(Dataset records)
BEGIN

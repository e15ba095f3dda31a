//! HTTP server setup and the relay endpoint.
//!
//! # Responsibilities
//! - Create the Axum router with the single relay route
//! - Wire up middleware (tracing, timeout, request ID)
//! - Hold the shared outbound client and clock
//! - Map relay outcomes to HTTP responses
//!
//! # Design Decisions
//! - One shared reqwest client; per-request data never outlives the handler
//! - The outbound client has no timeout: the relay call blocks until the
//!   downstream answers or the transport fails
//! - A `status: 400` field inside the result JSON is what selects the error
//!   response, whether it came from a transport failure or the downstream
//!   body itself

use std::sync::Arc;
use std::time::{Duration, Instant};

use axum::{
    extract::State,
    http::{HeaderMap, StatusCode},
    response::{IntoResponse, Response},
    routing::post,
    Json, Router,
};
use serde_json::{json, Value};
use tokio::net::TcpListener;
use tower_http::{timeout::TimeoutLayer, trace::TraceLayer};

use crate::config::RelayConfig;
use crate::http::request::{RequestIdLayer, X_REQUEST_ID};
use crate::observability::metrics;
use crate::relay::signature::{sign, Clock, SystemClock};
use crate::relay::{build_url, forward, InboundRequest};

/// Application state injected into the relay handler.
#[derive(Clone)]
pub struct AppState {
    pub client: reqwest::Client,
    pub clock: Arc<dyn Clock>,
}

/// HTTP server hosting the relay endpoint.
pub struct HttpServer {
    router: Router,
    config: RelayConfig,
}

impl HttpServer {
    /// Create a new HTTP server with the given configuration.
    pub fn new(config: RelayConfig) -> Self {
        Self::with_clock(config, Arc::new(SystemClock))
    }

    /// Create a server with an explicit clock (tests pin the nonce here).
    pub fn with_clock(config: RelayConfig, clock: Arc<dyn Clock>) -> Self {
        let state = AppState {
            client: reqwest::Client::new(),
            clock,
        };

        let router = Self::build_router(&config, state);
        Self { router, config }
    }

    /// Build the Axum router with all middleware layers.
    fn build_router(config: &RelayConfig, state: AppState) -> Router {
        Router::new()
            .route("/", post(relay_handler))
            .with_state(state)
            .layer(TimeoutLayer::new(Duration::from_secs(config.timeouts.request_secs)))
            .layer(RequestIdLayer)
            .layer(TraceLayer::new_for_http())
    }

    /// Run the server, accepting connections on the given listener.
    pub async fn run(self, listener: TcpListener) -> Result<(), std::io::Error> {
        let addr = listener.local_addr()?;
        tracing::info!(
            address = %addr,
            "HTTP server starting"
        );

        axum::serve(listener, self.router)
            .with_graceful_shutdown(shutdown_signal())
            .await?;

        tracing::info!("HTTP server stopped");
        Ok(())
    }

    /// Get a reference to the config.
    pub fn config(&self) -> &RelayConfig {
        &self.config
    }
}

/// The relay endpoint.
/// Validates fields, signs the outbound request, forwards it once, and
/// translates the result.
async fn relay_handler(
    State(state): State<AppState>,
    headers: HeaderMap,
    Json(inbound): Json<InboundRequest>,
) -> Response {
    let start_time = Instant::now();
    let request_id = headers
        .get(X_REQUEST_ID)
        .and_then(|v| v.to_str().ok())
        .unwrap_or("unknown")
        .to_string();

    let resolved = match inbound.resolve() {
        Ok(r) => r,
        Err(e) => {
            tracing::warn!(request_id = %request_id, error = %e, "Rejecting relay request");
            metrics::record_relay("none", 422, start_time);
            return (
                StatusCode::UNPROCESSABLE_ENTITY,
                Json(json!({ "error": e.to_string() })),
            )
                .into_response();
        }
    };

    let url = build_url(
        &resolved.protocol,
        &resolved.uri,
        &resolved.controller,
        &resolved.action,
    );
    let hmac_header = sign(
        state.clock.as_ref(),
        &resolved.key,
        &resolved.method,
        &url,
        &resolved.body,
    );

    tracing::debug!(
        request_id = %request_id,
        method = %resolved.method,
        url = %url,
        "Relaying request"
    );

    let outcome = forward::send_request(
        &state.client,
        &resolved.method,
        &url,
        resolved.body.clone(),
        &hmac_header,
    )
    .await;

    // The downstream body is trusted to carry its own status field; a 400
    // there is treated the same as a local transport failure.
    if is_error_status(&outcome) {
        let message = outcome.get("error").cloned().unwrap_or(Value::Null);
        tracing::warn!(request_id = %request_id, url = %url, error = %message, "Relay failed");
        metrics::record_relay(&resolved.method, 400, start_time);
        return (
            StatusCode::BAD_REQUEST,
            Json(json!({ "error": message, "status": 400 })),
        )
            .into_response();
    }

    metrics::record_relay(&resolved.method, 200, start_time);
    (StatusCode::OK, Json(outcome)).into_response()
}

/// True when the result JSON signals an error via its `status` field.
/// Downstream bodies report the field as either a number or a string, so
/// both `400` and `"400"` count.
fn is_error_status(outcome: &Value) -> bool {
    match outcome.get("status") {
        Some(Value::Number(n)) => n.as_i64() == Some(400),
        Some(Value::String(s)) => s == "400",
        _ => false,
    }
}

/// Wait for shutdown signal (Ctrl+C).
async fn shutdown_signal() {
    if tokio::signal::ctrl_c().await.is_err() {
        tracing::error!("Failed to install Ctrl+C handler");
        std::future::pending::<()>().await;
    }
    tracing::info!("Shutdown signal received");
}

END

* _Required work_: Using the records, report how many lines contain the word "async", adding no other text.

* _Answer area_: 3